Active Directory represents a skeleton key capable of unlocking the rest of the network for attackers. AD provides the directory services that enable administrators to manage permissions and control access to resources throughout the network, making it essential to an organisation’s day-to-day operations—but it also makes it a target. Because it manages permissions and authentication, AD needs to be easily accessible to its user base. Unfortunately, this makes it notoriously difficult to secure.
The AD’s role in network operations is so extensive that most customers (understandably) lack the in-depth knowledge needed to troubleshoot AD security. It isn’t just a matter of patching known vulnerabilities or correcting misconfigurations. Any exposed setting or poorly adjusted parameter can allow an attacker to infiltrate the system. Protecting AD involves visibility to exposures, live attack detection, managing security policies and requires insights into compliance drift when users do not follow those policies consistently. In other, more dynamic situations, like mergers and acquisitions, major environment changes can make management exponentially more difficult.
Why Do Attackers Target Active Directory?
For most enterprises, AD is the central repository for all accounts and systems within the network, and it is responsible for all authentication and authorisation to the network. It is a lucrative target for attackers since compromising AD can give them access to all network resources and the necessary rights and privileges to make changes that make it harder to locate and remove them from the environment.
Unfortunately, many open-source and freely available tools, including Bloodhound and Mimikatz, make attacking and compromising AD dangerously simple. Attackers use these tools to identify accounts capable of granting them administrative rights and conduct their attacks in a way that allows them to elevate their privileges and hide their tracks. Almost every major ransomware attack includes a step in which the attacker leveraged AD along the way for information, privileges, or both. AD can quickly become an adversary’s best friend if not adequately protected.
Steps to Secure Active Directory
There are certain best practices that enterprises should adhere to, including hardening AD, keeping privileged accounts to a minimum, using jump boxes, and following secure technical implementation guides. But these alone will not keep AD safe. Responsible organisations should implement identity security solutions that provide visibility into exposed credentials that create potential attack paths and allow access to AD. Visibility into AD exposures and vulnerabilities is essential as well.

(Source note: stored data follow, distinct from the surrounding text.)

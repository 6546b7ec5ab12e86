//! Oximeter Bot - chat-bot front end for a remote pulse-oximeter.
//!
//! Subscribers can receive periodic live readings (heart rate, blood-oxygen
//! saturation) and request historical charts over day, month or year windows.
//!
//! # Architecture
//!
//! ```text
//! ┌──────────────────────────────────────────────────────────────┐
//! │                        Oximeter Bot                          │
//! ├──────────────────────────────────────────────────────────────┤
//! │  ┌───────────┐    ┌───────────┐    ┌────────────┐            │
//! │  │ Scheduler │───▶│  Sensor   │───▶│ Freshness  │──▶ chat    │
//! │  │ (per chat)│    │  fetch    │    │ evaluate   │            │
//! │  └───────────┘    └───────────┘    └────────────┘            │
//! │                                                              │
//! │  ┌───────────┐    ┌───────────┐    ┌────────────┐            │
//! │  │  /chart   │───▶│ Aggregate │───▶│   Chart    │──▶ chat    │
//! │  │  command  │    │ (buckets) │    │  renderer  │            │
//! │  └───────────┘    └───────────┘    └────────────┘            │
//! └──────────────────────────────────────────────────────────────┘
//! ```
//!
//! # Example
//!
//! ```no_run
//! use oximeter_bot::{bot::Bot, config::Config};
//!
//! # async fn run() -> anyhow::Result<()> {
//! let config = Config::load()?;
//! let token = config.resolve_token().expect("BOT_TOKEN not set");
//!
//! let bot = Bot::new(&config, &token);
//! bot.run().await?;
//! # Ok(())
//! # }
//! ```

pub mod bot;
pub mod chart;
pub mod config;
pub mod core;
pub mod scheduler;
pub mod sensor;
pub mod telegram;

// Re-export key types at crate root for convenience
pub use bot::{Bot, Command, CommandError};
pub use chart::{ChartClient, ChartError};
pub use config::{Config, ConfigError};
pub use core::{
    aggregate, evaluate, DateSelector, Freshness, Granularity, Metric, Reading, Sample,
    SelectorError, Series, SubscriberId,
};
pub use scheduler::Scheduler;
pub use sensor::{SensorClient, SensorError};
pub use telegram::{TelegramClient, TelegramError};

/// Library version.
pub const VERSION: &str = env!("CARGO_PKG_VERSION");

/// Reply to the `/help` command.
pub const HELP_TEXT: &str = "\
Available commands:
/start - start a conversation with the bot
/help - show this message
/monitor - start receiving oximeter readings
/stop - stop receiving oximeter readings
/chart day DD/MM/YYYY - chart one day of readings
/chart month MM/YYYY - chart one month of readings
/chart year YYYY - chart one year of readings";

#[cfg(test)]
mod tests {
    use super::*;

    #[test]
    fn test_help_text_lists_all_commands() {
        for command in ["/start", "/help", "/monitor", "/stop", "/chart"] {
            assert!(HELP_TEXT.contains(command), "missing {command}");
        }
    }
}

New tools capable of helping organisations secure AD have also emerged. Identity Detection and Response (IDR) solutions are today considered an essential element of AD defence, as they can help defend against attackers targeting AD infrastructure within the network. For faster, more comprehensive threat detection and improved investigation and response times, enterprises need to detect attackers targeting credentials, cloud entitlements, and Active Directory—and IDR can help. Peter Firstbrook, Vice President of Gartner Research, recently stated, “Identity Detection and Response is a critical capability of any solution calling itself an XDR,” further lending credence to the value of IDR.
Prioritising Active Directory Security
Attackers recognise that the unique nature of AD makes it both highly valuable and difficult to secure—and exploiting it is now a priority for them. Ultimately, defenders can’t secure their directory services when they don’t understand the risks or have clear insights into when these assets are under attack. IDR provides continuous visibility into exposures, misconfigurations, and credentials that attackers seek to exploit during an identity-based attack. Adversaries aren’t going to stop targeting AD any time soon—but today’s organisations now have tools and resources at their disposal that can quickly detect and derail attackers seeking to exploit credentials and Active Directory.